[Saved entries]
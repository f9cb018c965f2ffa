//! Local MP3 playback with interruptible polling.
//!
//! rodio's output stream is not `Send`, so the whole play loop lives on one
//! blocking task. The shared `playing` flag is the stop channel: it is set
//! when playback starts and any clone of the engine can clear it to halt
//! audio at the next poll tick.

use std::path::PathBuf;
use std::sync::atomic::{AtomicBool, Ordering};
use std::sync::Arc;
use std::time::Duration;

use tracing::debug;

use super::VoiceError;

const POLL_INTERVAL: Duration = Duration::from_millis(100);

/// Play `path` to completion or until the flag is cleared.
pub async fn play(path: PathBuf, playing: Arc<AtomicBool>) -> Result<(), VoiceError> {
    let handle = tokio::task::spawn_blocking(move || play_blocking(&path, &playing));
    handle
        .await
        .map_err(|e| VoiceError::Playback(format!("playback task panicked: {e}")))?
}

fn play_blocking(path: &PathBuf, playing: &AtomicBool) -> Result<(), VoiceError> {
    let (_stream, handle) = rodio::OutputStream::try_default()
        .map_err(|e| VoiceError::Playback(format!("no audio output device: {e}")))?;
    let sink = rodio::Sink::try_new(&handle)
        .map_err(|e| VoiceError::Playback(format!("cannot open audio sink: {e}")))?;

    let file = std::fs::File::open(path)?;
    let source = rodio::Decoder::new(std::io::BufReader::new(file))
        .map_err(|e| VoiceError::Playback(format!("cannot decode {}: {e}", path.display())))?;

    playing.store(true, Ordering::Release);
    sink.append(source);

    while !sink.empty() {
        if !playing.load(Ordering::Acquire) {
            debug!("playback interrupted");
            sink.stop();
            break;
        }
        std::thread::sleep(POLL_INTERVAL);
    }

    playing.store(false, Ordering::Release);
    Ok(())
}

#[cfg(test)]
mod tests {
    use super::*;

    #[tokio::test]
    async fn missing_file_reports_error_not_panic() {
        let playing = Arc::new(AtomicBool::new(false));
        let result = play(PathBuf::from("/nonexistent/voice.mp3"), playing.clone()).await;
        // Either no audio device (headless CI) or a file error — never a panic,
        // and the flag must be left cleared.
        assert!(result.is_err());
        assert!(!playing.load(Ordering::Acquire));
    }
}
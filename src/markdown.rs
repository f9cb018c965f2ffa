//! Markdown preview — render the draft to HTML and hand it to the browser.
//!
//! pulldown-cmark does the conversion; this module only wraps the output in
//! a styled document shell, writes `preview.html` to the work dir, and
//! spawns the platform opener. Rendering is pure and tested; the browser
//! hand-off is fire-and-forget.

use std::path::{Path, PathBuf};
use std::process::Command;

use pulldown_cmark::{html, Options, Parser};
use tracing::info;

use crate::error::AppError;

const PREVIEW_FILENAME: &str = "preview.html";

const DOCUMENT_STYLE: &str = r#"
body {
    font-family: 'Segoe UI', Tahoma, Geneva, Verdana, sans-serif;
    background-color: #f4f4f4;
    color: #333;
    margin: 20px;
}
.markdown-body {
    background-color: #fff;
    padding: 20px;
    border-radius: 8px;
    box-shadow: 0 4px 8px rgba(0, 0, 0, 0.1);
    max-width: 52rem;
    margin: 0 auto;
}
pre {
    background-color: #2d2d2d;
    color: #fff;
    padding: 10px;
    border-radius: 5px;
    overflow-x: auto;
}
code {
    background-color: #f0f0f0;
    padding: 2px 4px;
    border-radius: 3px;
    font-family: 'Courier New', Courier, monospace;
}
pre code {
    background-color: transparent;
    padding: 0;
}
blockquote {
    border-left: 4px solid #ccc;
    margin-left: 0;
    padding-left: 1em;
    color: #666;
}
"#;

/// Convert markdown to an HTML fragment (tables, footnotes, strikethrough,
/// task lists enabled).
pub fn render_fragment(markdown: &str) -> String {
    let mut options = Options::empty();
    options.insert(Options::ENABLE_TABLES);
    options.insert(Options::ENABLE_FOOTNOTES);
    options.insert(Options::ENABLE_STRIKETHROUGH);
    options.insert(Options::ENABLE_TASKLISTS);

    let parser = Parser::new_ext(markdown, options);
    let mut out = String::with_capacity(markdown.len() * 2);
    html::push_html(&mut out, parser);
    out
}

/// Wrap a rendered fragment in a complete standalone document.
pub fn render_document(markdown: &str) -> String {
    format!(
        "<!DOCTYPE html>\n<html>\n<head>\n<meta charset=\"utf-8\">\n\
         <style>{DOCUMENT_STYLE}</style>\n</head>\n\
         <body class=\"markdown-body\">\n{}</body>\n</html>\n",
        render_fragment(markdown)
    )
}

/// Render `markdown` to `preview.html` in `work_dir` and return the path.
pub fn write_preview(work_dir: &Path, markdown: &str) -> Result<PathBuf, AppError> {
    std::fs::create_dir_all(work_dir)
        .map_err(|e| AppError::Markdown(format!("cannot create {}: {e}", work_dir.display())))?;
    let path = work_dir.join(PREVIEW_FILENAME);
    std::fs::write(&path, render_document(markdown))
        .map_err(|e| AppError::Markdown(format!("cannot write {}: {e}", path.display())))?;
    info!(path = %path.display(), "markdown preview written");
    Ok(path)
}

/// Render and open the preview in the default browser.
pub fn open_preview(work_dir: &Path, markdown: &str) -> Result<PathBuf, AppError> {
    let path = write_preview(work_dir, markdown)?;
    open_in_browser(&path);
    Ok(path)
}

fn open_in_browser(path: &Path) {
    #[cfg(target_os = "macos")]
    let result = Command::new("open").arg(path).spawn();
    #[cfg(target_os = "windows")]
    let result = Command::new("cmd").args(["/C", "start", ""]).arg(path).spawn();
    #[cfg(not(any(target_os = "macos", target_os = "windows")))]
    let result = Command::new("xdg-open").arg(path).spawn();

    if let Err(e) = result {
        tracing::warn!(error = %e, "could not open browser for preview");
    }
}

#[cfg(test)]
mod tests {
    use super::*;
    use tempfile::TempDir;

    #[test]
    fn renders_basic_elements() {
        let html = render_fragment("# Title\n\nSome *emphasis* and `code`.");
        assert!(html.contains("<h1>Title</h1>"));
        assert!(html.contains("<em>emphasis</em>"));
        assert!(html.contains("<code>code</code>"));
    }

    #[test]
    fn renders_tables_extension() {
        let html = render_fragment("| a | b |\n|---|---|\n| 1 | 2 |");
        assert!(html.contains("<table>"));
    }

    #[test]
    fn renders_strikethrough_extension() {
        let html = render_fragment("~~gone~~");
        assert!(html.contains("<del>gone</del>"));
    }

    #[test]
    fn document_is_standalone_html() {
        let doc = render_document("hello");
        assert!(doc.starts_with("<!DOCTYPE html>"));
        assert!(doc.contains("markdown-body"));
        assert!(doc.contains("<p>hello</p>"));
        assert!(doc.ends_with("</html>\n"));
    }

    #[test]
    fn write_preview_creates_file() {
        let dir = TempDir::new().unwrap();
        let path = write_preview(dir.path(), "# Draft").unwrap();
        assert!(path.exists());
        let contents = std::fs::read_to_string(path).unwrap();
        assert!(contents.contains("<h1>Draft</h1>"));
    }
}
==
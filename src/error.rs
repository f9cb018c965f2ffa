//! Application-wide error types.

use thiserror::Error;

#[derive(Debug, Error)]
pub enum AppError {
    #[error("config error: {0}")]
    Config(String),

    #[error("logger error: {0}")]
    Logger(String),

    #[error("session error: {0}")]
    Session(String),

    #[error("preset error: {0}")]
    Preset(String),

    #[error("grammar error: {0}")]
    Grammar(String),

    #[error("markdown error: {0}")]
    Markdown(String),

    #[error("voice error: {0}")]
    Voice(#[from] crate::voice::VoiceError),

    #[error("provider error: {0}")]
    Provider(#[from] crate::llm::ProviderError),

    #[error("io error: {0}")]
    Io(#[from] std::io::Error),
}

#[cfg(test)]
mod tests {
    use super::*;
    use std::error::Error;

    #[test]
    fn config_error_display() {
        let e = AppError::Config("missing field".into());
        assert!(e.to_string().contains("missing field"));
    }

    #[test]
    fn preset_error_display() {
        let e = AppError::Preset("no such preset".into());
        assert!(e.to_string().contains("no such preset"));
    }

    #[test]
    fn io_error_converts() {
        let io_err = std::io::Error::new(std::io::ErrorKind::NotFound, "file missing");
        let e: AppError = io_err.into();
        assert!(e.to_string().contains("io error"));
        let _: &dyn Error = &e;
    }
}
* * *
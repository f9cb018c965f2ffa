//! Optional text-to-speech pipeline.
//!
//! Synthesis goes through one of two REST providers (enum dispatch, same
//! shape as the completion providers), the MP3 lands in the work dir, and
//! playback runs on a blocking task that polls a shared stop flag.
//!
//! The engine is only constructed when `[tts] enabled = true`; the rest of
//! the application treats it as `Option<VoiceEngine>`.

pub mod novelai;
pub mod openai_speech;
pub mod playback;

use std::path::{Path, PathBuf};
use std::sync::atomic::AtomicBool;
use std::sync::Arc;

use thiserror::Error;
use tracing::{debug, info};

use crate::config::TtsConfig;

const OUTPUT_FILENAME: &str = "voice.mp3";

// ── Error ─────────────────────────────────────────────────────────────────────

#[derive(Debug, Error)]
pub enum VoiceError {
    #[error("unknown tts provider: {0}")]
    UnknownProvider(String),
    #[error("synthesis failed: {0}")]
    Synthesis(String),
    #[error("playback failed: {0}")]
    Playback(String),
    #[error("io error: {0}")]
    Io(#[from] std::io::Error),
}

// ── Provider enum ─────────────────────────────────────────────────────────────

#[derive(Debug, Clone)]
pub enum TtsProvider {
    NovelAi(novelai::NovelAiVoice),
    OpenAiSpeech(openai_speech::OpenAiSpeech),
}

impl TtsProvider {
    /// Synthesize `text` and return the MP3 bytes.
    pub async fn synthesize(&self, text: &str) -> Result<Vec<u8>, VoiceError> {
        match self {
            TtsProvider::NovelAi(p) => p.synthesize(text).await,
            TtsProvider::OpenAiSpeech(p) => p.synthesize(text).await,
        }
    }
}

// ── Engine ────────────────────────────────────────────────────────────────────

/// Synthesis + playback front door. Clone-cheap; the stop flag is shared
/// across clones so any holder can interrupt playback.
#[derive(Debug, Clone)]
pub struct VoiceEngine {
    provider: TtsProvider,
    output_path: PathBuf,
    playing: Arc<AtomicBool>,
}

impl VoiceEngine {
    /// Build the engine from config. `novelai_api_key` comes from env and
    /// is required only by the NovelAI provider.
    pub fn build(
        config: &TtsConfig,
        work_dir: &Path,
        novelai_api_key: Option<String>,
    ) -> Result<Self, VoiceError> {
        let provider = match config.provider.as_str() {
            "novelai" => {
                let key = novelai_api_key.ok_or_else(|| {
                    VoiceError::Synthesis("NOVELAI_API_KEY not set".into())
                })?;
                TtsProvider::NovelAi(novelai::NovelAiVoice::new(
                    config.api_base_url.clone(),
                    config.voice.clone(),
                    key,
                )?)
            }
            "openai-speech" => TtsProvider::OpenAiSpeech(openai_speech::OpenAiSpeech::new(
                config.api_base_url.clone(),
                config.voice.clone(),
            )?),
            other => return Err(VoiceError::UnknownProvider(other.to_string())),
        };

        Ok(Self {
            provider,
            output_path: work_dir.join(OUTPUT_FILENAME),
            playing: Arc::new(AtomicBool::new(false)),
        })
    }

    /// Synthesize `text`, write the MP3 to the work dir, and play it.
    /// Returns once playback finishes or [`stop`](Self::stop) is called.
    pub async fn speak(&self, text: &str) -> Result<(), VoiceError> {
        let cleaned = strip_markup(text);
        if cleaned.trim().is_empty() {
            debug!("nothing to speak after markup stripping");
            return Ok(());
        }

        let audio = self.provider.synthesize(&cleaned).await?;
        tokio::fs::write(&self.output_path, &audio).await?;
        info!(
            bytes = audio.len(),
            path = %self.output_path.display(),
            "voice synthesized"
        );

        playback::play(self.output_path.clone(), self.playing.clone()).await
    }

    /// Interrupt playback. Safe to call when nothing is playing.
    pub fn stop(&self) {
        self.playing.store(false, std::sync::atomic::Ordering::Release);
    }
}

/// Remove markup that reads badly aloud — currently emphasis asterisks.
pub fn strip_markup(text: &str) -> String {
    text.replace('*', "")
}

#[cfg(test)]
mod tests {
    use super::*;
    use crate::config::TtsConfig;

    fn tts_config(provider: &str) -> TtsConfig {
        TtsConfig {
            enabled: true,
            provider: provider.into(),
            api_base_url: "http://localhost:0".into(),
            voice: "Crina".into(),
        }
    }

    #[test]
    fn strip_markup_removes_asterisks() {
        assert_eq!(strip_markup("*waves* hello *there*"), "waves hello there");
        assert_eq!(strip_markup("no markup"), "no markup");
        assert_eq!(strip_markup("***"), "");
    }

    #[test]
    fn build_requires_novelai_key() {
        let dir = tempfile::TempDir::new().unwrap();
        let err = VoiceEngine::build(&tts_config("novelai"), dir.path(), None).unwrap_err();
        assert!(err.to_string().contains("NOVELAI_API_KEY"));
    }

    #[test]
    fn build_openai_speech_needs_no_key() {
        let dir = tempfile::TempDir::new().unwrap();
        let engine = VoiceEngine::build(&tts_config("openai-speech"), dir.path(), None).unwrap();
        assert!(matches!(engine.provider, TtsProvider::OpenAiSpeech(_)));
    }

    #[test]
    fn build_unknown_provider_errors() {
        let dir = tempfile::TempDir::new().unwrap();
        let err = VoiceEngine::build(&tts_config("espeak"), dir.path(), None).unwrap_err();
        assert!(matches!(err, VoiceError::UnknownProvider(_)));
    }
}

GOAL OF THE EXERCISE: What are the lines, exactly as written above, from the line with "pub async fn synthesize(&self, text: &str)" to the line with "from env and", both included? Output only those.

OUTPUT BELOW:
    pub async fn synthesize(&self, text: &str) -> Result<Vec<u8>, VoiceError> {
        match self {
            TtsProvider::NovelAi(p) => p.synthesize(text).await,
            TtsProvider::OpenAiSpeech(p) => p.synthesize(text).await,
        }
    }
}

// ── Engine ────────────────────────────────────────────────────────────────────

/// Synthesis + playback front door. Clone-cheap; the stop flag is shared
/// across clones so any holder can interrupt playback.
#[derive(Debug, Clone)]
pub struct VoiceEngine {
    provider: TtsProvider,
    output_path: PathBuf,
    playing: Arc<AtomicBool>,
}

impl VoiceEngine {
    /// Build the engine from config. `novelai_api_key` comes from env and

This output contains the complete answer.